It is possible to use a catalytic process developed by German researchers nearly a century ago called Fischer Tropsch to turn methane into carbon monoxide and water, and then convert the so-called syngas to liquid chemicals. The process, however, requires high temperature and pressures, making it expensive to build and operate—and it produces a wide variety of compounds, including ones far less valuable than ethylene. Using a modified version of the Fischer Tropsch technology, Shell is building a roughly $20 billion gas-to-liquids facility in Qatar that will make various compounds from that country’s vast supplies of natural gas.
The chemistry for directly making ethylene from methane has eluded researchers in part because of the difficulty of getting the reaction to stop at ethylene, and not produce carbon dioxide.

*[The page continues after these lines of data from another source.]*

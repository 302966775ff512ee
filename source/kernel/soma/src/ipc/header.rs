// Copyright 2024 Open Nexus OS Contributors
// SPDX-License-Identifier: Apache-2.0

//! IPC message header definition.
//!
//! The header is one 32-bit word:
//!
//! ```text
//!  31            16 15    10  9   8   7   6      0
//! +----------------+--------+---+---+---+--------+
//! |      type      |  rsvd  | C | P | R | inline |
//! +----------------+--------+---+---+---+--------+
//! ```
//!
//! `inline` is the inline payload length, `R` the reply flag, `P` the page
//! payload flag and `C` the channel payload flag. Reserved bits must be zero.

use static_assertions::{assert_eq_size, const_assert};

use super::{IpcError, INLINE_PAYLOAD_MAX};

/// Message type as carried on the wire.
#[derive(Debug, Clone, Copy, PartialEq, Eq, Hash, PartialOrd, Ord)]
#[repr(transparent)]
pub struct MessageType(pub u16);

/// IPC header exchanged between tasks.
#[repr(transparent)]
#[derive(Debug, Clone, Copy, PartialEq, Eq, Default)]
pub struct MessageHeader(u32);

assert_eq_size!(MessageHeader, u32);
const_assert!(INLINE_PAYLOAD_MAX <= MessageHeader::INLINE_LEN_MASK as usize);

impl MessageHeader {
    pub const INLINE_LEN_MASK: u32 = 0x7f;
    pub const REPLY: u32 = 1 << 7;
    pub const PAGE_PAYLOAD: u32 = 1 << 8;
    pub const CHANNEL_PAYLOAD: u32 = 1 << 9;
    const RESERVED_MASK: u32 = 0x3f << 10;
    const TYPE_SHIFT: u32 = 16;

    /// Builds a header for a message of type `ty` with `inline_len` bytes.
    ///
    /// Lengths beyond the 7-bit field are truncated; [`MessageHeader::validate`]
    /// rejects lengths beyond [`INLINE_PAYLOAD_MAX`].
    pub const fn new(ty: MessageType, inline_len: usize) -> Self {
        Self(((ty.0 as u32) << Self::TYPE_SHIFT) | (inline_len as u32 & Self::INLINE_LEN_MASK))
    }

    /// Reinterprets a raw header word without validation.
    pub const fn from_raw(raw: u32) -> Self {
        Self(raw)
    }

    pub const fn raw(self) -> u32 {
        self.0
    }

    pub const fn ty(self) -> MessageType {
        MessageType((self.0 >> Self::TYPE_SHIFT) as u16)
    }

    pub const fn inline_len(self) -> usize {
        (self.0 & Self::INLINE_LEN_MASK) as usize
    }

    pub const fn is_reply(self) -> bool {
        self.0 & Self::REPLY != 0
    }

    pub const fn has_page_payload(self) -> bool {
        self.0 & Self::PAGE_PAYLOAD != 0
    }

    pub const fn has_channel_payload(self) -> bool {
        self.0 & Self::CHANNEL_PAYLOAD != 0
    }

    #[must_use]
    pub const fn with_reply(self) -> Self {
        Self(self.0 | Self::REPLY)
    }

    #[must_use]
    pub const fn with_page_payload(self) -> Self {
        Self(self.0 | Self::PAGE_PAYLOAD)
    }

    #[must_use]
    pub const fn with_channel_payload(self) -> Self {
        Self(self.0 | Self::CHANNEL_PAYLOAD)
    }

    /// Rejects reserved bits, oversized inline payloads and contradictory
    /// payload flags.
    pub fn validate(self) -> Result<(), IpcError> {
        if self.has_page_payload() && self.has_channel_payload() {
            return Err(IpcError::InvalidMessage);
        }
        if self.0 & Self::RESERVED_MASK != 0 || self.inline_len() > INLINE_PAYLOAD_MAX {
            return Err(IpcError::InvalidHeader);
        }
        Ok(())
    }

    /// Serialises the header to little-endian bytes.
    pub const fn to_le_bytes(self) -> [u8; 4] {
        self.0.to_le_bytes()
    }

    /// Deserialises little-endian bytes into a [`MessageHeader`].
    pub const fn from_le_bytes(bytes: [u8; 4]) -> Self {
        Self(u32::from_le_bytes(bytes))
    }
}
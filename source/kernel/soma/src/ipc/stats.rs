// Copyright 2024 Open Nexus OS Contributors
// SPDX-License-Identifier: Apache-2.0

//! Per-kernel IPC counters.

/// Monotonic counters updated by the IPC engine.
#[derive(Debug, Clone, Copy, Default, PartialEq, Eq)]
pub struct IpcStats {
    /// `ipc` invocations, including failed ones.
    pub calls: u64,
    /// Messages copied to a receiver.
    pub sends: u64,
    /// Receives that returned a message without blocking.
    pub receives: u64,
    /// Calls served entirely by the fast path.
    pub fast_path: u64,
    /// Times a caller had to block.
    pub blocked: u64,
    pub notifications: u64,
    pub errors: u64,
}

impl IpcStats {
    /// Counters with the fast-path share removed, for comparing runs that
    /// differ only in the fast-path setting.
    pub fn without_fast_path(mut self) -> Self {
        self.fast_path = 0;
        self
    }
}
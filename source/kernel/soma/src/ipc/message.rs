// Copyright 2024 Open Nexus OS Contributors
// SPDX-License-Identifier: Apache-2.0

//! Message envelope copied between task IPC buffers.
//!
//! A [`Message`] is a plain value. The kernel never keeps one past a single
//! send/receive pairing; only the referent of a page or channel payload changes
//! owner.

use core::fmt;

use super::header::{MessageHeader, MessageType};
use super::notify::Notifications;
use super::{IpcError, INLINE_PAYLOAD_MAX};
use crate::types::{ChannelId, VirtAddr};

impl MessageType {
    /// No-op request; also the zero value of an unused buffer.
    pub const NOP: Self = Self(0);
    /// Synthesized by the kernel to deliver pending notification bits.
    pub const NOTIFICATION: Self = Self(1);
    /// Synthesized by the kernel to report a task exception to its pager.
    pub const EXCEPTION: Self = Self(2);
    /// First type value available to user-space interfaces.
    pub const USER_BASE: Self = Self(0x100);
}

/// Message types the kernel itself produces.
#[derive(Debug, Clone, Copy, PartialEq, Eq)]
pub enum KernelMessage {
    Notification,
    Exception,
}

impl TryFrom<MessageType> for KernelMessage {
    type Error = MessageType;

    fn try_from(ty: MessageType) -> Result<Self, Self::Error> {
        match ty {
            MessageType::NOTIFICATION => Ok(Self::Notification),
            MessageType::EXCEPTION => Ok(Self::Exception),
            other => Err(other),
        }
    }
}

impl From<KernelMessage> for MessageType {
    fn from(kind: KernelMessage) -> Self {
        match kind {
            KernelMessage::Notification => MessageType::NOTIFICATION,
            KernelMessage::Exception => MessageType::EXCEPTION,
        }
    }
}

/// Sharing tag carried with a page payload.
#[derive(Debug, Clone, Copy, PartialEq, Eq, Default)]
#[repr(u8)]
pub enum PageKind {
    /// Ordinary anonymous memory.
    #[default]
    Anonymous = 0,
    /// Memory the sender expects to be shared with other tasks later.
    Shared = 1,
}

/// Page payload descriptor.
///
/// On send, `addr` is a virtual address in the sender. On delivery it is the
/// receiver's virtual address, or the physical address for kernel-mode
/// receivers.
#[derive(Debug, Clone, Copy, PartialEq, Eq, Default)]
pub struct PagePayload {
    pub addr: usize,
    pub order: u8,
    pub kind: PageKind,
}

impl PagePayload {
    pub const fn new(addr: VirtAddr, order: u8, kind: PageKind) -> Self {
        Self { addr: addr.raw(), order, kind }
    }
}

/// Where a receiver is willing to accept a page payload.
#[derive(Debug, Clone, Copy, PartialEq, Eq)]
pub struct PageWindow {
    pub base: VirtAddr,
    pub order: u8,
}

/// IPC message.
#[derive(Clone, Copy, PartialEq, Eq)]
pub struct Message {
    pub header: MessageHeader,
    /// The channel the receiver should reply on; [`ChannelId::KERNEL`] for kernel messages.
    pub from: ChannelId,
    pub notifications: Notifications,
    pub page: PagePayload,
    pub channel: ChannelId,
    pub data: [u8; INLINE_PAYLOAD_MAX],
}

impl Message {
    /// Creates a message carrying `payload` inline.
    pub fn new(ty: MessageType, payload: &[u8]) -> Result<Self, IpcError> {
        if payload.len() > INLINE_PAYLOAD_MAX {
            return Err(IpcError::InvalidHeader);
        }
        let mut msg = Self::empty(ty);
        msg.header = MessageHeader::new(ty, payload.len());
        msg.data[..payload.len()].copy_from_slice(payload);
        Ok(msg)
    }

    /// Creates a message with no payload at all.
    pub const fn empty(ty: MessageType) -> Self {
        Self {
            header: MessageHeader::new(ty, 0),
            from: ChannelId::KERNEL,
            notifications: Notifications::empty(),
            page: PagePayload { addr: 0, order: 0, kind: PageKind::Anonymous },
            channel: ChannelId::KERNEL,
            data: [0; INLINE_PAYLOAD_MAX],
        }
    }

    /// Attaches a page payload.
    #[must_use]
    pub fn with_page(mut self, page: PagePayload) -> Self {
        self.header = self.header.with_page_payload();
        self.page = page;
        self
    }

    /// Attaches a channel hand-off payload.
    #[must_use]
    pub fn with_channel(mut self, channel: ChannelId) -> Self {
        self.header = self.header.with_channel_payload();
        self.channel = channel;
        self
    }

    #[must_use]
    pub fn as_reply(mut self) -> Self {
        self.header = self.header.with_reply();
        self
    }

    pub fn ty(&self) -> MessageType {
        self.header.ty()
    }

    /// Inline bytes, capped at the buffer capacity.
    pub fn inline(&self) -> &[u8] {
        &self.data[..self.header.inline_len().min(INLINE_PAYLOAD_MAX)]
    }

    pub fn page_payload(&self) -> Option<PagePayload> {
        self.header.has_page_payload().then_some(self.page)
    }

    pub fn channel_payload(&self) -> Option<ChannelId> {
        self.header.has_channel_payload().then_some(self.channel)
    }

    /// Returns the kernel message kind, if the kernel produced this message.
    pub fn kernel_kind(&self) -> Option<KernelMessage> {
        if self.from != ChannelId::KERNEL {
            return None;
        }
        KernelMessage::try_from(self.ty()).ok()
    }
}

impl Default for Message {
    fn default() -> Self {
        Self::empty(MessageType::NOP)
    }
}

impl fmt::Debug for Message {
    fn fmt(&self, f: &mut fmt::Formatter<'_>) -> fmt::Result {
        let mut s = f.debug_struct("Message");
        s.field("ty", &self.ty().0)
            .field("from", &self.from)
            .field("reply", &self.header.is_reply())
            .field("inline", &self.inline());
        if !self.notifications.is_empty() {
            s.field("notifications", &self.notifications);
        }
        if let Some(page) = self.page_payload() {
            s.field("page", &page);
        }
        if let Some(channel) = self.channel_payload() {
            s.field("channel", &channel);
        }
        s.finish()
    }
}
// Copyright 2024 Open Nexus OS Contributors
// SPDX-License-Identifier: Apache-2.0

#![cfg(test)]
//! CONTEXT: Property-based tests for the per-task channel table
//! OWNERS: @kernel-cap-team
//! NOTE: Tests only; no kernel logic. Ensures slot bookkeeping is sound.
//!
//! TEST_SCOPE:
//!   - IDs handed out are unique among live entries and never zero
//!   - Freed slots are reused lowest-first
//!   - Capacity bound is exact
//!
//! TEST_SCENARIOS:
//!   - allocate_take_model(): random allocate/take sequence agrees with a simple model
//!   - capacity_is_exact(): a table of N slots accepts exactly N channels

extern crate alloc;

use alloc::collections::BTreeMap;
use alloc::vec::Vec;

use super::{CapError, ChannelTable};
use crate::types::{ChannelId, ChannelRef};
use proptest::prelude::*;

#[derive(Debug, Clone)]
enum Op {
    Allocate,
    Take(u32),
}

fn arb_op() -> impl Strategy<Value = Op> {
    prop_oneof![Just(Op::Allocate), (0u32..10).prop_map(Op::Take)]
}

proptest! {
    #[test]
    fn allocate_take_model(ops in proptest::collection::vec(arb_op(), 1..64)) {
        let mut table = ChannelTable::with_capacity(8);
        let mut model: BTreeMap<u32, ChannelRef> = BTreeMap::new();
        for (n, op) in ops.into_iter().enumerate() {
            match op {
                Op::Allocate => {
                    let ch = ChannelRef::new(n, 0);
                    match table.allocate(ch) {
                        Ok(id) => {
                            let expected = (1..=8u32).find(|i| !model.contains_key(i)).unwrap();
                            prop_assert_eq!(id.as_raw(), expected);
                            model.insert(id.as_raw(), ch);
                        }
                        Err(err) => {
                            prop_assert_eq!(err, CapError::NoSpace);
                            prop_assert_eq!(model.len(), 8);
                        }
                    }
                }
                Op::Take(raw) => {
                    let id = ChannelId::from_raw(raw);
                    match model.remove(&raw) {
                        Some(ch) => prop_assert_eq!(table.take(id), Ok(ch)),
                        None => prop_assert_eq!(table.take(id), Err(CapError::InvalidSlot)),
                    }
                }
            }
            prop_assert_eq!(table.len(), model.len());
            let ids: Vec<u32> = table.ids().map(ChannelId::as_raw).collect();
            prop_assert_eq!(ids, model.keys().copied().collect::<Vec<_>>());
        }
    }

    #[test]
    fn capacity_is_exact(capacity in 0usize..16) {
        let mut table = ChannelTable::with_capacity(capacity);
        for i in 0..capacity {
            prop_assert!(table.allocate(ChannelRef::new(i, 0)).is_ok());
        }
        prop_assert!(!table.has_free_slot());
        prop_assert_eq!(table.allocate(ChannelRef::new(capacity, 0)), Err(CapError::NoSpace));
        prop_assert_eq!(table.drain().len(), capacity);
        prop_assert!(table.is_empty());
    }
}
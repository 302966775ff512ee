// Copyright 2024 Open Nexus OS Contributors
// SPDX-License-Identifier: Apache-2.0

//! CONTEXT: Two-phase send/receive engine (slow path)
//! OWNERS: @kernel-ipc-team
//! PUBLIC API: Kernel::ipc
//! DEPENDS_ON: ipc::channel (routing, queues), mm::AddressSpace (page payloads), sched (resume/block)
//! INVARIANTS: Every payload check runs before the first mutation; one copy per delivery;
//!             a queued sender is completed exactly once
//! ADR: docs/adr/0001-runtime-roles-and-boundaries.md

use log::debug;

use super::{
    ipc_trace, IpcCompletion, IpcError, IpcFlags, IpcRequest, IpcStatus, Message, Notifications,
    PageWindow, PendingSend, RecvPlan,
};
use crate::hal::Arch;
use crate::mm::order_bytes;
use crate::task::{BlockReason, TaskFlags, TaskState};
use crate::types::{ChannelRef, TaskId, VirtAddr};
use crate::Kernel;

#[derive(Debug, Clone, Copy, PartialEq, Eq)]
pub(crate) enum SendOutcome {
    Delivered,
    Queued,
}

#[derive(Debug, Clone, Copy, PartialEq, Eq)]
pub(crate) enum RecvStatus {
    Received(Message),
    /// The task now occupies the receiver slot.
    Registered,
}

/// Page payload move decided during the check phase.
struct PageMove {
    src: VirtAddr,
    order: u8,
    /// `None` hands the raw physical address to a kernel-mode receiver.
    dst: Option<VirtAddr>,
}

/// Copies header and inline bytes only; the tail of the buffer stays zeroed.
pub(crate) fn copy_inline(src: &Message) -> Message {
    let mut out = Message::empty(src.ty());
    out.header = src.header;
    let inline = src.inline();
    out.data[..inline.len()].copy_from_slice(inline);
    out.notifications = src.notifications - Notifications::KERNEL_ONLY;
    out
}

impl<A: Arch> Kernel<A> {
    /// Performs one IPC operation on behalf of `caller`.
    ///
    /// `Completed` means the operation finished without blocking. `Pending`
    /// means `caller` is now blocked; the final result is stored by whichever
    /// task completes the exchange and can be collected with
    /// [`Kernel::take_completion`].
    pub fn ipc(&mut self, caller: TaskId, req: &IpcRequest) -> Result<IpcStatus, IpcError> {
        self.stats.calls += 1;
        let result = self.ipc_inner(caller, req);
        self.run_continuations();
        match result {
            Err(err) => {
                self.stats.errors += 1;
                debug!(target: "ipc", "{} ipc {:?} on {} failed: {}", caller, req.flags, req.channel, err);
            }
            Ok(IpcStatus::Pending) => {
                self.stats.blocked += 1;
                self.switch_if_current(caller);
            }
            Ok(IpcStatus::Completed(_)) => {}
        }
        result
    }

    fn ipc_inner(&mut self, caller: TaskId, req: &IpcRequest) -> Result<IpcStatus, IpcError> {
        let flags = req.flags;
        if flags.contains(IpcFlags::LISTEN) {
            if flags != IpcFlags::LISTEN {
                return Err(IpcError::InvalidArgument);
            }
            self.listen(caller, req.channel)?;
            return Ok(IpcStatus::Completed(None));
        }
        if !flags.intersects(IpcFlags::CALL) {
            return Err(IpcError::InvalidArgument);
        }
        let task = self.tasks.get(caller).ok_or(IpcError::InvalidId)?;
        assert!(
            task.is_runnable(),
            "kernel invariant: ipc from blocked task {}",
            caller
        );
        let src = self.lookup_channel(caller, req.channel)?;
        let noblock = flags.contains(IpcFlags::NOBLOCK);
        let plan = flags.contains(IpcFlags::RECV).then(|| RecvPlan {
            channel: self.channels.recv_target(src),
            filter: req.filter,
            accept: req.accept,
        });

        if flags.contains(IpcFlags::SEND) {
            self.check_outgoing(caller, &req.message)?;

            #[cfg(feature = "fast_path")]
            if self.config.fast_path && flags == IpcFlags::CALL {
                if let Some(result) = self.try_fast_call(caller, src, &req.message, plan) {
                    return result;
                }
            }

            let pending = PendingSend {
                message: req.message,
                from: self.channels.reply_id(src),
                then_recv: plan,
            };
            let dst = self.channels.send_target(src)?;
            if self.send_phase(caller, dst, pending, noblock)? == SendOutcome::Queued {
                return Ok(IpcStatus::Pending);
            }
        }

        match plan {
            Some(plan) => self.recv_as_caller(caller, plan, noblock),
            None => Ok(IpcStatus::Completed(None)),
        }
    }

    /// Validation that needs only the sender: header, page ownership, channel ownership.
    fn check_outgoing(&self, sender: TaskId, msg: &Message) -> Result<(), IpcError> {
        msg.header.validate()?;
        if let Some(page) = msg.page_payload() {
            self.tasks
                .live(sender)
                .vm
                .resolve_range(VirtAddr::new(page.addr), page.order)
                .map_err(|_| IpcError::InvalidPayload)?;
        }
        if let Some(id) = msg.channel_payload() {
            self.lookup_channel(sender, id)?;
        }
        Ok(())
    }

    /// The receiver registered on `dst`, if it accepts messages from `sender`.
    pub(crate) fn waiting_receiver_for(&self, dst: ChannelRef, sender: TaskId) -> Option<TaskId> {
        let receiver = self.channels.get(dst)?.receiver?;
        match self.tasks.get(receiver)?.state {
            TaskState::Blocked(BlockReason::Receiving { filter, .. }) if filter.accepts(sender) => {
                Some(receiver)
            }
            _ => None,
        }
    }

    fn send_phase(
        &mut self,
        sender: TaskId,
        dst: ChannelRef,
        pending: PendingSend,
        noblock: bool,
    ) -> Result<SendOutcome, IpcError> {
        if let Some(receiver) = self.waiting_receiver_for(dst, sender) {
            let accept = self.tasks.live(receiver).ipc.accept;
            let msg = self.transfer_message(sender, receiver, &pending, accept)?;
            self.complete_receive(receiver, dst, msg);
            return Ok(SendOutcome::Delivered);
        }
        if noblock {
            return Err(IpcError::WouldBlock);
        }
        self.channels.live_mut(dst).senders.push_back(sender);
        self.tasks.live_mut(sender).ipc.pending = Some(pending);
        self.block(sender, BlockReason::Sending { channel: dst });
        ipc_trace!("{} queued on {:?}", sender, dst);
        Ok(SendOutcome::Queued)
    }

    /// Receive half for the task issuing the call.
    pub(crate) fn recv_as_caller(
        &mut self,
        caller: TaskId,
        plan: RecvPlan,
        noblock: bool,
    ) -> Result<IpcStatus, IpcError> {
        match self.recv_phase(caller, plan, noblock)? {
            RecvStatus::Received(msg) => Ok(IpcStatus::Completed(Some(msg))),
            RecvStatus::Registered => {
                self.enter_receive_wait(caller, plan);
                Ok(IpcStatus::Pending)
            }
        }
    }

    /// Pending notifications, then the oldest matching queued sender, then
    /// the receiver slot.
    pub(crate) fn recv_phase(
        &mut self,
        task: TaskId,
        plan: RecvPlan,
        noblock: bool,
    ) -> Result<RecvStatus, IpcError> {
        if plan.filter.is_any() {
            if let Some(msg) = self.take_notification_message(task) {
                self.stats.receives += 1;
                return Ok(RecvStatus::Received(msg));
            }
        }
        let channel = self.channels.get(plan.channel).ok_or(IpcError::ChannelClosed)?;
        if channel.receiver.is_some() {
            return Err(IpcError::AlreadyReceiving);
        }
        while let Some(sender) = self.channels.take_sender(plan.channel, |s| plan.filter.accepts(s)) {
            let Some(pending) = self.tasks.live_mut(sender).ipc.pending.take() else {
                panic!("kernel invariant: queued sender {} has no message", sender);
            };
            match self.transfer_message(sender, task, &pending, plan.accept) {
                Ok(msg) => {
                    self.continuations.push_back((sender, pending.then_recv));
                    self.stats.receives += 1;
                    return Ok(RecvStatus::Received(msg));
                }
                Err(err) => self.complete_blocked(sender, Err(err)),
            }
        }
        if noblock {
            return Err(IpcError::WouldBlock);
        }
        self.channels.live_mut(plan.channel).receiver = Some(task);
        Ok(RecvStatus::Registered)
    }

    /// Blocks `task` in the receiver slot it just took.
    fn enter_receive_wait(&mut self, task: TaskId, plan: RecvPlan) {
        let reason = BlockReason::Receiving { channel: plan.channel, filter: plan.filter };
        if self.tasks.live(task).is_runnable() {
            self.block(task, reason);
        } else {
            self.tasks.live_mut(task).state = TaskState::Blocked(reason);
        }
        self.tasks.live_mut(task).ipc.accept = plan.accept;
        ipc_trace!("{} receiving on {:?}", task, plan.channel);
        self.announce_receiving(task);
    }

    /// Moves `pending` from `sender` to `receiver`; returns the delivered message.
    ///
    /// On error nothing has changed on either side.
    pub(crate) fn transfer_message(
        &mut self,
        sender: TaskId,
        receiver: TaskId,
        pending: &PendingSend,
        accept: Option<PageWindow>,
    ) -> Result<Message, IpcError> {
        let msg = &pending.message;
        msg.header.validate()?;

        let page_move = match msg.page_payload() {
            None => None,
            Some(page) => {
                let src = VirtAddr::new(page.addr);
                self.tasks
                    .live(sender)
                    .vm
                    .resolve_range(src, page.order)
                    .map_err(|_| IpcError::InvalidPayload)?;
                let receiver_task = self.tasks.live(receiver);
                let dst = if receiver_task.flags.contains(TaskFlags::KERNEL_RECEIVE) {
                    None
                } else {
                    let window = accept.ok_or(IpcError::UnacceptablePagePayload)?;
                    let align = order_bytes(page.order).ok_or(IpcError::UnacceptablePagePayload)?;
                    if window.order < page.order
                        || window.base.raw() % align != 0
                        || !receiver_task.vm.is_range_free(window.base, page.order)
                    {
                        return Err(IpcError::UnacceptablePagePayload);
                    }
                    Some(window.base)
                };
                Some(PageMove { src, order: page.order, dst })
            }
        };

        let handed = match msg.channel_payload() {
            None => None,
            Some(id) => {
                let handed = self.lookup_channel(sender, id)?;
                if !self.tasks.live(receiver).channels.has_free_slot() {
                    return Err(IpcError::OutOfResources);
                }
                Some(handed)
            }
        };

        let mut out = self.deliver_inline(receiver, pending);

        if let Some(PageMove { src, order, dst }) = page_move {
            let mapping = self
                .tasks
                .live_mut(sender)
                .vm
                .unmap_range(src, order)
                .map_err(|_| IpcError::InvalidPayload)?;
            out.page = msg.page;
            out.page.addr = match dst {
                None => mapping.pa.raw(),
                Some(base) => {
                    if let Err(err) =
                        self.tasks.live_mut(receiver).vm.map_range(base, mapping.pa, order, mapping.flags)
                    {
                        panic!("kernel invariant: checked page window rejected mapping: {}", err);
                    }
                    base.raw()
                }
            };
        }

        if let Some(handed) = handed {
            let target = self.channels.get(handed).map_or(handed, |c| c.linked_to);
            let (fresh, id) = self.open_for(receiver)?;
            self.channels.live_mut(fresh).linked_to = target;
            out.channel = id;
        }

        self.stats.sends += 1;
        ipc_trace!("{} -> {} ty={:#x} len={}", sender, receiver, out.ty().0, out.inline().len());
        Ok(out)
    }

    /// Inline copy plus reply address and interim notification bits.
    pub(crate) fn deliver_inline(&mut self, receiver: TaskId, pending: &PendingSend) -> Message {
        let mut out = copy_inline(&pending.message);
        out.from = pending.from;
        let task = self.tasks.live_mut(receiver);
        let interim = task.notifications - Notifications::KERNEL_ONLY;
        task.notifications.remove(interim);
        out.notifications |= interim;
        out
    }

    /// Hands `msg` to the task waiting in `channel`'s receiver slot and resumes it.
    pub(crate) fn complete_receive(&mut self, receiver: TaskId, channel: ChannelRef, msg: Message) {
        self.channels.clear_receiver(channel, receiver);
        self.tasks.live_mut(receiver).ipc.accept = None;
        self.complete_blocked(receiver, Ok(Some(msg)));
    }

    /// Stores the final result of a blocked IPC operation and resumes the task.
    pub(crate) fn complete_blocked(&mut self, task: TaskId, result: IpcCompletion) {
        let t = self.tasks.live_mut(task);
        if let Err(err) = result {
            debug!(target: "ipc", "{} blocked ipc failed: {}", task, err);
        }
        t.ipc.completion = Some(result);
        let waiting = matches!(
            t.state,
            TaskState::Blocked(BlockReason::Sending { .. } | BlockReason::Receiving { .. })
        );
        if waiting {
            self.resume(task);
        }
    }

    /// Finishes senders whose queued message was consumed: either their call
    /// is done, or they move on to their receive half.
    pub(crate) fn run_continuations(&mut self) {
        while let Some((task, plan)) = self.continuations.pop_front() {
            if self.tasks.get(task).is_none() {
                continue;
            }
            let Some(plan) = plan else {
                self.complete_blocked(task, Ok(None));
                continue;
            };
            match self.recv_phase(task, plan, false) {
                Ok(RecvStatus::Received(msg)) => self.complete_blocked(task, Ok(Some(msg))),
                Ok(RecvStatus::Registered) => self.enter_receive_wait(task, plan),
                Err(err) => self.complete_blocked(task, Err(err)),
            }
        }
    }
}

Siluria believes it can overcome the challenge because of the availability of new chemical discovery-and-synthesis tools. Top among these is the use of virus-based templates, a technology developed by Angela Belcher, a professor at MIT and member of Siluria’s board of directors, that guides the growth of nanowire catalysts made of inorganic crystals. After the template is burned away, the researchers are left with structure of the inorganic material with a high surface area—perfect candidates for high catalytic activity. They then use high-throughput screening methods to rapidly try and find any of the nanowire structures with the desirable catalytic activities.
Siluria says it has received the additional investment because it now has multiple catalysts that work in a “commercially viable realm” of relatively low temperatures and pressures. Erik Scher, Siluria’s vice president of R&D, says the company’s candidate catalysts will work with conventional types of reactors and reactor designs, providing manufacturers “with a minimal risk of scale-up. They won’t have to invent new types of reactors.”